Tidewater celebrates 75

The Northwest’s largest river transport company Vancouver-based Tidewater is celebrating its 75th year in business, and it has not been a quiet year for the company that operates on more than 460 miles of the Columbia and Snake river systems from the Port of Lewiston, Idaho, to the Port of Astoria, Ore.

In the past 75 years, Tidewater has seen commodities change up and down the river systems.

In the beginning, the company’s focus was mostly grain, said President and CEO Dennis McVicker.

Grain remains a major force but Tidewater has grown its petroleum business and has the job of shipping all of the solid waste in containers out of Clark County to Boardman, where it is then trucked to a landfill.

It’s not likely any of those markets will disappear any time soon, McVicker said.

Tidewater is eyeing a contract that will be up for bid with Portland-based Metro Solid Waste & Recycling. Through 2009, a trucking company uses 18,000 trucks per year to drive the waste collected to Arlington, Ore., and McVicker said Tidewater can put the waste on the river to ease road congestion and cutting pollution.

And biofuel, he said, is the next frontier.  

Currently, Tidewater is the only company handling ethanol on the river system, said McVicker, whose background is in petroleum.

The company has been talking with Pacific Ethanol, which just built a brand new plant in Boardman. Within a couple of weeks, McVicker expects Tidewater to be moving ethanol down the river to Portland.

The company expects to be providing service to Cascade Grain, which has a 113-gallon ethanol plan under construction now at Clatskanie, Ore., to be operational in the first quarter of 2008.

Within the past few weeks, Tidewater unveiled a newly converted barge and completely re-powered tugboat.

The changes slash emissions and reduce fuel consumption.

The 284-foot barge, the New Vision – formerly barge 703 – was converted to double-hull construction in accordance with the Oil Pollution Act of 1990, which requires that all equipment transporting petroleum products be double-hull, with two complete layers of water-tight hull surface instead of just one, by 2015.

Tidewater is on track to have its petroleum barge fleet converted by 2010, McVicker said.

The company has a fleet of more than 140 barges – four of which are double-wide and used for petroleum and biofuel products only – and 15 tugboats.

New Vision, which has a capacity of 25,000 barrels, is the third petroleum barge to be converted, and a funding was approved to convert the fourth in 2008.

Its predecessors the New Dawn and the New Endeavor were refitted in 2004 and 2006, respectively.

The New Vision will be christened at 10:30 a.m. on Sept. 21 at Vancouver Landing, behind the Red Lion Inn at the Quay on the Columbia River. The public is invited.

The conversion took $3 million and 30,000 man hours, all done internally by Sundial Marine, a full-service shipyard in Troutdale, Ore, owned by Tidewater.
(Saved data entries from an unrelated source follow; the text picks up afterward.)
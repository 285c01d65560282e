use poise::serenity_prelude as serenity;

use crate::CommandMeta;
use crate::gateway::SerenityGateway;
use crate::moderation::embeds::max_warns_embed;
use crate::moderation::report_moderation_error;
use crate::replies::{guild_only_message, require_permission};
use vigil_core::moderation::Moderator;
use vigil_core::{Context, Error};

pub const META: CommandMeta = CommandMeta {
    name: "maxwarns",
    desc: "Set how many warnings trigger an automatic ban.",
    category: "moderation",
    usage: "/maxwarns <limit>",
};

#[poise::command(
    slash_command,
    category = "Moderation",
    default_member_permissions = "ADMINISTRATOR"
)]
pub async fn maxwarns(
    ctx: Context<'_>,
    #[description = "Warnings before a ban"]
    #[min = 1]
    #[max = 100]
    limit: u32,
) -> Result<(), Error> {
    let Some(guild_id) = ctx.guild_id() else {
        ctx.say(guild_only_message()).await?;
        return Ok(());
    };

    if !require_permission(ctx, guild_id, serenity::Permissions::ADMINISTRATOR).await? {
        return Ok(());
    }

    let gateway = SerenityGateway::from_context(ctx);
    let moderator = Moderator::new(ctx.data().store.as_ref(), &gateway);

    match moderator.set_max_warns(guild_id, limit).await {
        Ok(previous) => {
            ctx.send(poise::CreateReply::default().embed(max_warns_embed(previous, limit)))
                .await?;
            Ok(())
        }
        Err(source) => report_moderation_error(ctx, "change the warning limit for", source).await,
    }
}
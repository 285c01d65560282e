pub mod gateway;
pub mod ids;
pub mod moderation;
pub mod settings;
pub mod verification;

#[cfg(test)]
mod testing;

use std::sync::Arc;

use vigil_database::GuildStore;

pub use settings::BotSettings;

pub type Error = anyhow::Error;

#[derive(Clone, Debug)]
pub struct Data {
    pub store: Arc<dyn GuildStore>,
    pub settings: Arc<BotSettings>,
}

pub type Context<'a> = poise::Context<'a, Data, Error>;
pub mod gateway;
pub mod replies;
pub mod moderation;
pub mod utility;
pub mod verification;

use vigil_core::{Data, Error};

pub struct CommandMeta {
    pub name: &'static str,
    pub desc: &'static str,
    pub category: &'static str,
    pub usage: &'static str,
}

pub const COMMANDS: &[CommandMeta] = &[
    utility::ping::META,
    utility::help::META,
    moderation::warn::META,
    moderation::warnings::META,
    moderation::clearwarns::META,
    moderation::maxwarns::META,
    moderation::kick::META,
    moderation::ban::META,
    moderation::unban::META,
    moderation::serverstats::META,
    verification::verifypanel::META,
    verification::manverify::META,
    verification::verifystatus::META,
];

pub fn commands() -> Vec<poise::Command<Data, Error>> {
    vec![
        utility::ping::ping(),
        utility::help::help(),
        moderation::warn::warn(),
        moderation::warnings::warnings(),
        moderation::clearwarns::clearwarns(),
        moderation::maxwarns::maxwarns(),
        moderation::kick::kick(),
        moderation::ban::ban(),
        moderation::unban::unban(),
        moderation::serverstats::serverstats(),
        verification::verifypanel::verifypanel(),
        verification::manverify::manverify(),
        verification::verifystatus::verifystatus(),
    ]
}
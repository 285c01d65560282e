use std::cmp::Reverse;

use poise::serenity_prelude as serenity;

/// Convert a permission bitset into a sorted display list.
///
/// If `ADMINISTRATOR` is present, only `ADMINISTRATOR` is returned because
/// it implicitly grants all permissions.
pub fn permission_names(perms: serenity::Permissions) -> Vec<String> {
    if perms.contains(serenity::Permissions::ADMINISTRATOR) {
        return vec!["ADMINISTRATOR".to_owned()];
    }

    let mut names: Vec<String> = perms
        .iter_names()
        .map(|(name, _flag)| name.to_owned())
        .collect();
    names.sort_unstable();
    names
}

/// Resolve a member's effective guild-level permissions from their roles.
pub async fn resolve_user_permissions(
    http: &serenity::Http,
    guild_id: serenity::GuildId,
    user_id: serenity::UserId,
) -> anyhow::Result<serenity::Permissions> {
    let guild = guild_id.to_partial_guild(http).await?;
    if guild.owner_id == user_id {
        return Ok(serenity::Permissions::all());
    }

    let member = guild_id.member(http, user_id).await?;
    let everyone_role_id = serenity::RoleId::new(guild_id.get());

    let resolved = guild
        .roles
        .values()
        .filter(|role| role.id == everyone_role_id || member.roles.contains(&role.id))
        .fold(serenity::Permissions::empty(), |acc, role| acc | role.permissions);

    Ok(resolved)
}

pub async fn has_user_permission(
    http: &serenity::Http,
    guild_id: serenity::GuildId,
    user_id: serenity::UserId,
    required: serenity::Permissions,
) -> anyhow::Result<bool> {
    let perms = resolve_user_permissions(http, guild_id, user_id).await?;

    Ok(perms.contains(serenity::Permissions::ADMINISTRATOR) || perms.contains(required))
}

/// The member's top role and its position: highest position first, and
/// on equal positions the older role (lower id). `None` when the member
/// holds only @everyone.
pub fn top_role<I>(
    member_roles: &[serenity::RoleId],
    positions: I,
) -> Option<(serenity::RoleId, u16)>
where
    I: IntoIterator<Item = (serenity::RoleId, u16)>,
{
    positions
        .into_iter()
        .filter(|(role_id, _)| member_roles.contains(role_id))
        .max_by_key(|&(role_id, position)| (position, Reverse(role_id)))
}

#[cfg(test)]
mod tests {
    use super::*;

    #[test]
    fn administrator_collapses_the_list() {
        let perms = serenity::Permissions::ADMINISTRATOR | serenity::Permissions::BAN_MEMBERS;
        assert_eq!(permission_names(perms), ["ADMINISTRATOR"]);
    }

    #[test]
    fn names_are_sorted() {
        let perms = serenity::Permissions::KICK_MEMBERS | serenity::Permissions::BAN_MEMBERS;
        assert_eq!(permission_names(perms), ["BAN_MEMBERS", "KICK_MEMBERS"]);
    }

    #[test]
    fn top_role_is_the_highest_held_position() {
        let role = serenity::RoleId::new;
        let positions = [(role(1), 0), (role(2), 4), (role(3), 9), (role(4), 6)];

        assert_eq!(top_role(&[role(2), role(4)], positions), Some((role(4), 6)));
        assert_eq!(top_role(&[], positions), None);
        assert_eq!(top_role(&[role(3)], positions), Some((role(3), 9)));
    }

    #[test]
    fn equal_positions_prefer_the_older_role() {
        let role = serenity::RoleId::new;
        let positions = [(role(20), 5), (role(10), 5), (role(30), 2)];

        assert_eq!(
            top_role(&[role(20), role(10), role(30)], positions),
            Some((role(10), 5))
        );
    }
}
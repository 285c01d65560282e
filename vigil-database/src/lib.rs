pub mod cache;
pub mod database;
pub mod impls;
pub mod memory;
pub mod model;
pub mod store;

pub use cache::CacheService;
pub use database::{Database, MIGRATOR};
pub use memory::MemoryStore;
pub use store::GuildStore;
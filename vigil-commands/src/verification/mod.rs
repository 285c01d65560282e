pub mod embeds;
pub mod manverify;
pub mod verifypanel;
pub mod verifystatus;

use vigil_core::verification::VerificationError;
use vigil_core::{Context, Error};

use crate::replies::send_ephemeral_error;
use crate::verification::embeds::verification_error_message;

pub(crate) async fn report_verification_error(
    ctx: Context<'_>,
    source: VerificationError,
) -> Result<(), Error> {
    match verification_error_message(&source) {
        Some(message) => send_ephemeral_error(ctx, message).await,
        None => Err(source.into()),
    }
}
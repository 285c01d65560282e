use std::time::Instant;

use vigil_core::{Context, Error};

use crate::CommandMeta;

pub const META: CommandMeta = CommandMeta {
    name: "ping",
    desc: "Check that the bot is responsive.",
    category: "utility",
    usage: "/ping",
};

#[poise::command(slash_command, category = "Utility")]
pub async fn ping(ctx: Context<'_>) -> Result<(), Error> {
    let started = Instant::now();
    let reply = ctx.say("Pong!").await?;
    let elapsed = started.elapsed().as_millis();

    reply
        .edit(
            ctx,
            poise::CreateReply::default().content(format!("Pong! ({elapsed} ms)")),
        )
        .await?;
    Ok(())
}
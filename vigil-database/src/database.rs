use sqlx::{PgPool, migrate::Migrator};

use crate::cache::CacheService;
use crate::model::GuildSettings;

/// Compile-time discovered SQLx migrations for the `vigil-database` crate.
pub static MIGRATOR: Migrator = sqlx::migrate!();

/// Postgres-backed guild store handle, cheap to clone.
#[derive(Clone, Debug)]
pub struct Database {
    pool: PgPool,
    cache: CacheService,
    defaults: GuildSettings,
}

impl Database {
    /// Create a database handle from an existing pool.
    pub fn new(pool: PgPool) -> Self {
        Self::with_cache(pool, CacheService::disabled("vigil:prod"))
    }

    /// Create a database handle from an existing pool and cache service.
    pub fn with_cache(pool: PgPool, cache: CacheService) -> Self {
        Self {
            pool,
            cache,
            defaults: GuildSettings::default(),
        }
    }

    /// Override the settings given to newly created guild documents.
    pub fn with_default_settings(mut self, defaults: GuildSettings) -> Self {
        self.defaults = defaults;
        self
    }

    /// Expose the underlying pool for query modules.
    pub fn pool(&self) -> &PgPool {
        &self.pool
    }

    /// Expose the cache service for query modules.
    pub fn cache(&self) -> &CacheService {
        &self.cache
    }

    pub fn defaults(&self) -> GuildSettings {
        self.defaults
    }
}
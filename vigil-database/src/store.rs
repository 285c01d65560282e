use std::fmt::Debug;

use async_trait::async_trait;

use crate::model::{
    GuildConfig, GuildConfigUpdate, GuildStats, Snowflake, VerificationLogEntry,
    VerificationRecord, WarnTally, Warning,
};

/// Persistence for per-guild documents and the verification audit log.
///
/// Handed to the policy layer as `&dyn GuildStore`; every call is
/// independently durable once it returns.
#[async_trait]
pub trait GuildStore: Send + Sync + Debug {
    /// Fetch a guild document without creating it.
    async fn find(&self, guild_id: Snowflake) -> anyhow::Result<Option<GuildConfig>>;

    /// Fetch a guild document, persisting a default one first if none exists.
    async fn load(&self, guild_id: Snowflake) -> anyhow::Result<GuildConfig>;

    /// Upsert: merge the populated fields of `update` into the stored document.
    async fn save(&self, guild_id: Snowflake, update: GuildConfigUpdate) -> anyhow::Result<()>;

    /// Atomically append one warning to a user's list.
    async fn append_warning(
        &self,
        guild_id: Snowflake,
        user_id: Snowflake,
        warning: Warning,
    ) -> anyhow::Result<WarnTally>;

    /// Atomically empty a user's list and return how many warnings it held.
    async fn take_warnings(&self, guild_id: Snowflake, user_id: Snowflake)
    -> anyhow::Result<usize>;

    async fn find_verification(
        &self,
        guild_id: Snowflake,
    ) -> anyhow::Result<Option<VerificationRecord>>;

    async fn append_verification_log(&self, entry: VerificationLogEntry) -> anyhow::Result<()>;

    /// Verification log entries for one member, oldest first.
    async fn verification_log(
        &self,
        guild_id: Snowflake,
        user_id: Snowflake,
    ) -> anyhow::Result<Vec<VerificationLogEntry>>;

    async fn guild_stats(&self, guild_id: Snowflake) -> anyhow::Result<GuildStats>;
}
The company also reintroduced The Chief, its flagship tugboat named by former CEO Ray Hickey of Washougal.

The Chief was completely re-powered with new engines that boost fuel efficiency while cutting nitrogen oxide emissions by half and carbon monoxide and particulate matter by 85 percent each.

As an added bonus, the engines are dramatically quieter, allowing the crew to sleep more soundly. The goal there is to reduce fatigue and boost efficiency.

The conversion cost $2 million and also took place at Sundial Marine.

Engines have been ordered for two more tugboats that will be converted by 2009.

The Environmental Protection Agency through the Oregon Department of Environmental Quality awarded Tidewater Sept. 14 with a $120,000 grant toward the purchase of new engines for the next tugboat the company reconfigures.

THE TIDEWATER SMILEY FACE

Legend has it, Tidewater bought a barge operation from a company with a round logo. On a whim, former CEO Ray Hickey decided rather than tear off the logos, they should be painted over with a smiley face.

It stuck.

“It’s not like a consultant told us to do it,” said current President and CEO Dennis McVicker. “People connect well to it, and it kind of represents who we are as a company.”